Read Parquet
Controlled node
Overview
The Read Parquet node reads Apache Parquet files from the Intellectible library and converts them into a list of records (objects) that can be used within your workflow. Parquet is a columnar storage format optimized for complex data processing and analytics.
This node is useful when you need to:
- Import tabular data stored in Parquet format
- Process large datasets efficiently
- Convert Parquet files into JSON-like records for manipulation by other nodes
Parquet files are stored in a columnar format, making them efficient for reading specific columns. The Read Parquet node loads the data as rows (records), which is ideal for row-based operations in workflows.
Inputs
| Input | Type | Description | Default |
|---|---|---|---|
| Run | Event | Triggers the node to read the Parquet file. | - |
| File | FileSource | The Parquet file to read from the library. Only accepts files with MIME type application/vnd.apache.parquet. | - |
| Num Rows | Number | Optional. Limits the number of rows to read from the file. If not specified or set to 0, all rows are read. | - |
Outputs
| Output | Type | Description |
|---|---|---|
| Done | Event | Fires when the file has been successfully read and the data is available. |
| Output | Data | A list of records (objects) representing the rows in the Parquet file. Each object contains key-value pairs where keys are column names and values are the cell data. |
Runtime Behavior and Defaults
- File Validation: The node validates that the input file is a valid Parquet file. If an unsupported file type is provided, the node returns an error.
- Row Limiting: When
Num Rowsis provided, only that many rows are read from the beginning of the file. If omitted, the entire file is read. - Data Structure: The output is always a list (array) of objects, even if the Parquet file contains a single row. Each object represents one row with column names as keys.

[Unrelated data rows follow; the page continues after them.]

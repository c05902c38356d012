//! Camera controller tests

mod common;

use std::fs;
use std::sync::atomic::Ordering;
use std::sync::Arc;
use std::thread;
use std::time::Duration;

use picam_thing::errors::ThingError;
use tokio_test::assert_ok;

use common::{controller, ready_controller, Call, FakeCamera};

#[test]
fn test_setup_opens_then_previews() {
    let (camera, recorder) = FakeCamera::new();
    let controller = controller(camera);
    assert!(!controller.is_ready());

    assert_ok!(controller.setup());
    assert!(controller.is_ready());
    assert_eq!(recorder.calls(), vec![Call::Open, Call::StartPreview]);
}

#[test]
fn test_setup_failure_reports_open_failed() {
    let (camera, recorder) = FakeCamera::new();
    recorder.fail_open.store(true, Ordering::SeqCst);
    let controller = controller(camera);

    let err = controller.setup().unwrap_err();
    assert!(matches!(err, ThingError::DeviceOpenFailed(_)));
    assert!(!controller.is_ready());

    // Nothing was opened, so teardown has nothing to release
    assert_ok!(controller.teardown());
    assert_eq!(recorder.count(&Call::Close), 0);
}

#[test]
fn test_preview_failure_closes_device() {
    let (camera, recorder) = FakeCamera::new();
    recorder.fail_preview.store(true, Ordering::SeqCst);
    let controller = controller(camera);

    let err = controller.setup().unwrap_err();
    assert!(matches!(err, ThingError::DeviceOpenFailed(_)));
    assert_eq!(recorder.count(&Call::Close), 1);

    assert_ok!(controller.teardown());
    assert_eq!(recorder.count(&Call::Close), 1);
}

#[test]
fn test_parameter_round_trip() {
    let (camera, _recorder) = FakeCamera::new();
    let controller = ready_controller(camera);

    assert_eq!(controller.get_resolution(), "1024x768");
    assert_ok!(controller.set_resolution("640x480"));
    assert_eq!(controller.get_resolution(), "640x480");

    assert_ok!(controller.set_framerate(15.0));
    assert_eq!(controller.get_framerate(), 15.0);

    assert_ok!(controller.set_exposure_mode("night"));
    assert_eq!(controller.get_exposure_mode(), "night");

    let params = controller.parameters();
    assert_eq!(params.resolution.to_string(), "640x480");
    assert_eq!(params.framerate.as_f64(), 15.0);
    assert_eq!(params.exposure_mode.as_str(), "night");
}

#[test]
fn test_rejected_values_keep_previous_settings() {
    let (camera, recorder) = FakeCamera::new();
    let controller = ready_controller(camera);

    // Refused by the driver
    let err = controller.set_resolution("4096x4096").unwrap_err();
    assert!(matches!(err, ThingError::ParameterRejected(_)));
    assert_eq!(controller.get_resolution(), "1024x768");

    let err = controller.set_framerate(240.0).unwrap_err();
    assert!(matches!(err, ThingError::ParameterRejected(_)));
    assert_eq!(controller.get_framerate(), 30.0);

    let err = controller.set_exposure_mode("fireworks").unwrap_err();
    assert!(matches!(err, ThingError::ParameterRejected(_)));
    assert_eq!(controller.get_exposure_mode(), "auto");

    // Malformed values never reach the device
    let before = recorder.calls().len();
    assert!(controller.set_resolution("wide").is_err());
    assert!(controller.set_resolution("0x480").is_err());
    assert!(controller.set_framerate(0.0).is_err());
    assert!(controller.set_framerate(-5.0).is_err());
    assert!(controller.set_exposure_mode("").is_err());
    assert_eq!(recorder.calls().len(), before);

    let params = controller.parameters();
    assert_eq!(params.resolution.to_string(), "1024x768");
    assert_eq!(params.framerate.as_f64(), 30.0);
    assert_eq!(params.exposure_mode.as_str(), "auto");
}

#[test]
fn test_capture_then_resize_rewrites_snapshot() {
    let dir = tempfile::tempdir().unwrap();
    let path = dir.path().join("snapshot.jpg");
    let (camera, _recorder) = FakeCamera::new();
    let controller = ready_controller(camera);

    assert_ok!(controller.capture(&path));
    let first = fs::read_to_string(&path).unwrap();
    assert!(first.starts_with("1024x768"));

    assert_ok!(controller.set_resolution("640x480"));
    assert_ok!(controller.capture(&path));
    let second = fs::read_to_string(&path).unwrap();
    assert!(second.starts_with("640x480"));
    assert_ne!(first, second);
}

#[test]
fn test_failed_capture_keeps_previous_snapshot() {
    let dir = tempfile::tempdir().unwrap();
    let path = dir.path().join("snapshot.jpg");
    let (camera, recorder) = FakeCamera::new();
    let controller = ready_controller(camera);

    assert_ok!(controller.capture(&path));
    let good = fs::read_to_string(&path).unwrap();

    recorder.fail_capture.store(true, Ordering::SeqCst);
    let err = controller.capture(&path).unwrap_err();
    assert!(matches!(err, ThingError::CaptureFailed(_)));

    assert_eq!(fs::read_to_string(&path).unwrap(), good);
    let leftovers: Vec<_> = fs::read_dir(dir.path()).unwrap().collect();
    assert_eq!(leftovers.len(), 1);
}

#[test]
fn test_capture_creates_missing_directories() {
    let dir = tempfile::tempdir().unwrap();
    let path = dir.path().join("media").join("snapshot.jpg");
    let (camera, _recorder) = FakeCamera::new();
    let controller = ready_controller(camera);

    assert_ok!(controller.capture(&path));
    assert!(path.exists());
}

#[test]
fn test_capture_before_setup_fails() {
    let dir = tempfile::tempdir().unwrap();
    let (camera, recorder) = FakeCamera::new();
    let controller = controller(camera);

    let err = controller.capture(&dir.path().join("snapshot.jpg")).unwrap_err();
    assert!(matches!(err, ThingError::CaptureFailed(_)));
    assert_eq!(recorder.count(&Call::CaptureStart), 0);
}

#[test]
fn test_device_calls_never_overlap() {
    let dir = tempfile::tempdir().unwrap();
    let path = dir.path().join("snapshot.jpg");
    let (camera, recorder) = FakeCamera::new();
    let camera = camera
        .with_capture_delay(Duration::from_millis(5))
        .with_call_delay(Duration::from_millis(1));
    let controller = ready_controller(camera);

    let mut workers = Vec::new();
    for i in 0..4 {
        let controller = Arc::clone(&controller);
        let path = path.clone();
        workers.push(thread::spawn(move || {
            for j in 0..10 {
                match (i + j) % 4 {
                    0 => {
                        let _ = controller.capture(&path);
                    }
                    1 => {
                        let res = if j % 2 == 0 { "640x480" } else { "800x600" };
                        let _ = controller.set_resolution(res);
                    }
                    2 => {
                        let _ = controller.set_framerate(10.0 + j as f64);
                    }
                    _ => {
                        let _ = controller.set_exposure_mode("sports");
                        let _ = controller.get_resolution();
                    }
                }
            }
        }));
    }
    for worker in workers {
        worker.join().unwrap();
    }

    assert_eq!(recorder.overlaps(), 0);
    assert!(recorder.count(&Call::CaptureEnd) > 0);
}

#[test]
fn test_teardown_is_idempotent() {
    let (camera, recorder) = FakeCamera::new();
    let controller = ready_controller(camera);

    assert_ok!(controller.stop_streaming());
    assert_ok!(controller.teardown());
    assert_ok!(controller.teardown());
    assert!(!controller.is_ready());

    assert_eq!(recorder.count(&Call::StopPreview), 1);
    assert_eq!(recorder.count(&Call::Close), 1);
}

#[tokio::test(flavor = "multi_thread", worker_threads = 2)]
async fn test_blocking_runs_controller_operations() {
    let (camera, _recorder) = FakeCamera::new();
    let controller = ready_controller(camera);

    let applied = controller.blocking(|c| c.set_resolution("320x240")).await;
    assert_ok!(assert_ok!(applied));

    let resolution = controller.blocking(|c| c.get_resolution()).await.unwrap();
    assert_eq!(resolution, "320x240");
}

#[test]
fn test_framerate_reports_driver_applied_rate() {
    let (camera, recorder) = FakeCamera::new();
    let controller = ready_controller(camera.with_whole_fps());

    assert_ok!(controller.set_framerate(29.97));
    assert_eq!(recorder.calls().last(), Some(&Call::SetFramerate("29.97".to_string())));
    assert_eq!(controller.get_framerate(), 30.0);
    assert_eq!(controller.parameters().framerate.as_f64(), 30.0);

    assert_ok!(controller.set_framerate(0.6));
    assert_eq!(controller.get_framerate(), 1.0);
    assert_eq!(controller.parameters().framerate.as_f64(), 1.0);
}
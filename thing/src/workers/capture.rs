//! Periodic capture worker

use std::future::Future;
use std::pin::Pin;
use std::sync::Arc;
use std::time::Duration;

use chrono::Utc;
use futures::FutureExt;
use tracing::{debug, error, info};

use crate::camera::controller::CameraController;
use crate::camera::snapshot::{SnapshotEvent, SnapshotProperty};
use crate::workers::scheduler::{SchedulerEvent, SchedulerState, SchedulerStatus};

/// Capture worker options
#[derive(Debug, Clone)]
pub struct Options {
    /// Wait between the end of one capture and the start of the next
    pub interval: Duration,
}

impl Default for Options {
    fn default() -> Self {
        Self {
            interval: Duration::from_secs(10),
        }
    }
}

/// Run the capture worker until `shutdown_signal` resolves.
///
/// A capture that has started always completes; cancellation is observed at
/// the top of each iteration and during the wait between captures. Capture
/// failures are logged and counted, never fatal.
pub async fn run<S, F>(
    options: &Options,
    controller: Arc<CameraController>,
    snapshot: &SnapshotProperty,
    status: &SchedulerStatus,
    sleep_fn: S,
    mut shutdown_signal: Pin<Box<dyn Future<Output = ()> + Send>>,
) where
    S: Fn(Duration) -> F,
    F: Future<Output = ()>,
{
    info!("Capture worker starting...");

    loop {
        if (&mut shutdown_signal).now_or_never().is_some() {
            break;
        }

        capture_once(&controller, snapshot, status).await;

        tokio::select! {
            _ = &mut shutdown_signal => {
                break;
            }
            _ = sleep_fn(options.interval) => {
                // Continue with next capture
            }
        }
    }

    info!("Capture worker shutting down...");

    // The owner normally records the cancel; do it here if the signal fired on its own
    if status.state() == SchedulerState::Running {
        if let Err(e) = status.process(SchedulerEvent::Cancel) {
            error!("Capture worker: {}", e);
        }
    }
    if let Err(e) = status.process(SchedulerEvent::Finish) {
        error!("Capture worker: {}", e);
    }
}

async fn capture_once(
    controller: &Arc<CameraController>,
    snapshot: &SnapshotProperty,
    status: &SchedulerStatus,
) {
    status.stats.record_attempt();
    let path = snapshot.path().to_path_buf();

    debug!("Capturing image...");
    let target = path.clone();
    let result = controller
        .blocking(move |c| c.capture(&target))
        .await
        .and_then(|captured| captured);

    match result {
        Ok(()) => {
            let sequence = status.stats.record_success();
            debug!("Snapshot {} written to {}", sequence, path.display());
            snapshot.notify(SnapshotEvent {
                sequence,
                path,
                captured_at: Utc::now(),
            });
        }
        Err(e) => {
            status.stats.record_failure();
            error!("Failed to update snapshot: {}", e);
        }
    }
}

- Error Handling: If the file is missing, the project ID cannot be determined, or an error occurs during reading, the
Outputwill contain an error object with a descriptive message.
Example Usage
Basic File Reading
Connect a Start node or any trigger to the Run input, and provide a Parquet file via the File input (using a File Source control or connecting from another node that provides file objects):
[Start Node] → Run
[File Source] → File
The Output will contain:
[
{"id": 1, "name": "Alice", "age": 30},
{"id": 2, "name": "Bob", "age": 25}
]
Limiting Rows for Preview
To read only the first 100 rows for a preview or testing:
| Input | Value |
|---|---|
| File | my_large_dataset.parquet |
| Num Rows | 100 |
This is useful when working with large Parquet files and you want to test your workflow on a subset of data before processing the entire file.
Processing with Loop
Connect the Output to a For Each node to process each record individually:
Read Parquet → Output → For Each → [Process Each Record]
Read Parquet → Done → [Next Step]